The novel has elicited comparisons to Elena Ferrante’s portrayal of female friendships in her Neapolitan quartet, the My Brilliant Friend series, with the quiet, unassuming narrator constantly feeling second-best to her ‘brilliant’, force-of-nature best friend. Bobbi does indeed resemble Lila, with her spark and effortless beauty, and her ‘way of belonging everywhere’. Frances and Lenù form the other half of their respective duos, fulfilling the role of the naturally introverted observer who balances out the wildness with stability and quietness. But where the 21-year-old Lenù is painfully aware of her own flaws, Frances is not; despite being observant and sharp, she is hopelessly naïve and ill-equipped to process her own feelings. At a major moment early on in the novel, she begins to cry without realising it, and quickly feigns nonchalance: ‘I couldn’t stop the tears so I just laughed self-effacingly instead, to show I wasn’t invested in the crying. I knew I was embarrassing myself badly, but there was nothing I could do about it.’ Emotional outlets are very physical for Frances, which builds into something more serious as the narrative develops. 

Rooney’s writing is incredibly engaging, and although the presentation of love is sometimes slightly bleak, her tone is masterful in reflecting the stage of life her characters find themselves in. Her sharp attention to detail is strikingly effective in its ability to convey meaning – on Frances’s first visit to Nick’s house, the narration includes that: ‘I brought my toothbrush in my bag’, a casual detail that says everything it needs to. Later on, following a mild disagreement, Frances receives an apology email from Bobbi and writes that: ‘for some reason I deleted it briefly, and then went into my trash folder to retrieve it almost straight away. Then I marked it as unread and opened it to read it again as if for the first time.’ It is in these moments that Rooney’s brilliance fully shines through, as she focuses on the tiny idiosyncrasies others might overlook as a way to convey character.

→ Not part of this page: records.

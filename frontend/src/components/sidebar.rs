use omega_news_shared::views;
use yew::prelude::*;
use yew_router::prelude::*;

use crate::{
    config::SIDEBAR_LATEST,
    data_context::use_data,
    router::Route,
    utils::format_short_date,
};

#[derive(Properties, PartialEq)]
pub struct SectionTitleProps {
    pub title: AttrValue,
    /// Target of the "View All" link.
    #[prop_or_default]
    pub link: Option<Route>,
}

#[function_component(SectionTitle)]
pub fn section_title(props: &SectionTitleProps) -> Html {
    html! {
        <div class="relative mb-6 flex items-end justify-between border-b-2 border-[var(--border)] pb-2">
            <h2 class="relative z-10 font-sans text-xl font-bold uppercase tracking-tight md:text-2xl">
                <span class="border-b-4 border-[var(--primary)] pb-2">{ props.title.clone() }</span>
            </h2>
            if let Some(link) = props.link.clone() {
                <Link<Route> to={link} classes={classes!("mb-1", "text-xs", "font-bold", "uppercase", "text-[var(--muted)]", "hover:text-[var(--primary)]")}>
                    { "View All" }
                </Link<Route>>
            }
        </div>
    }
}

#[function_component(Sidebar)]
pub fn sidebar() -> Html {
    let ctx = use_data();
    let navigator = use_navigator();

    let Some(ctx) = ctx else {
        return html! {};
    };
    let store = ctx.store();

    let on_subscribe = Callback::from(move |event: SubmitEvent| {
        event.prevent_default();
        if let Some(navigator) = navigator.as_ref() {
            navigator.push(&Route::NewsletterSuccess);
        }
    });

    let social = [("Like", "bg-[#3b5998]"), ("Follow", "bg-[#1DA1F2]"), ("Follow", "bg-[#C13584]")];

    html! {
        <aside class="w-full">
            <div class="mb-10">
                <SectionTitle title="Stay Connected" />
                <div class="grid grid-cols-3 gap-2">
                    { for social.iter().map(|(label, tone)| html! {
                        <span class={classes!(*tone, "flex", "flex-col", "items-center", "justify-center", "py-3", "text-xs", "font-bold", "text-white")}>
                            { *label }
                        </span>
                    }) }
                </div>
            </div>

            <div class="mb-10 border border-[var(--border)] bg-[var(--surface-alt)] p-6">
                <h3 class="mb-2 font-serif text-lg font-bold">{ "Subscribe to our Newsletter" }</h3>
                <p class="mb-4 text-sm text-[var(--muted)]">{ "Get the latest updates and special offers directly in your inbox." }</p>
                <form onsubmit={on_subscribe}>
                    <input
                        type="email"
                        placeholder="Email address"
                        required=true
                        class="mb-2 w-full border border-[var(--border)] p-2 text-sm focus:border-[var(--primary)] focus:outline-none"
                    />
                    <button type="submit" class="w-full bg-slate-900 py-3 text-xs font-bold uppercase text-white hover:bg-[var(--primary)]">
                        { "Subscribe" }
                    </button>
                </form>
            </div>

            <div class="mb-10">
                <SectionTitle title="Latest News" link={Route::LatestNews} />
                <div class="space-y-6">
                    { for store.articles().iter().take(SIDEBAR_LATEST).map(|article| html! {
                        <div key={article.id.clone()} class="group flex gap-4">
                            <div class="relative h-20 w-20 shrink-0 overflow-hidden">
                                <img src={article.image_url.clone()} alt={article.title.clone()} loading="lazy" class="h-full w-full object-cover" />
                            </div>
                            <div>
                                <h4 class="font-serif text-sm font-bold leading-snug line-clamp-2 group-hover:text-[var(--primary)]">
                                    <Link<Route> to={Route::Article { id: article.id.clone() }}>{ article.title.clone() }</Link<Route>>
                                </h4>
                                <span class="mt-1 block text-xs text-[var(--muted)]">{ format_short_date(&article.date) }</span>
                            </div>
                        </div>
                    }) }
                </div>
            </div>

            <div class="mb-10">
                <SectionTitle title="Categories" link={Route::Categories} />
                <ul class="space-y-2">
                    { for store.categories().iter().map(|category| {
                        let count = views::by_category(store.articles(), &category.name).len();
                        html! {
                            <li key={category.id.clone()} class="border-b border-[var(--border)] pb-2 last:border-0">
                                <Link<Route>
                                    to={Route::Category { slug: category.slug.clone() }}
                                    classes={classes!("flex", "items-center", "justify-between", "text-sm", "font-medium", "hover:text-[var(--primary)]")}
                                >
                                    <span>{ category.name.clone() }</span>
                                    <span class="rounded-full bg-[var(--surface-alt)] px-2 py-0.5 text-xs text-[var(--muted)]">{ count }</span>
                                </Link<Route>>
                            </li>
                        }
                    }) }
                </ul>
            </div>

            if store.settings().show_ads {
                <div class="hidden md:block">
                    <div class="flex h-[300px] w-full items-center justify-center border border-[var(--border)] bg-[var(--surface-alt)] text-sm text-[var(--muted)]">
                        { "Ad Space (300x250)" }
                    </div>
                </div>
            }
        </aside>
    }
}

It is easy to see Rooney as the “voice of her generation”, the “Salinger for the snapchat generation”, as publications such as the New York Times have claimed, although these terms can often be reductive. As in Normal People, Rooney powerfully taps into an aspect of being young in today’s world; Frances, like Marianne and Connell, is emancipated but vulnerable, adept at conversation but unable make sense of her inner emotional turmoil. It is something she excels at, and readers of all ages, but particularly those who share her protagonists’ youth, can relate to.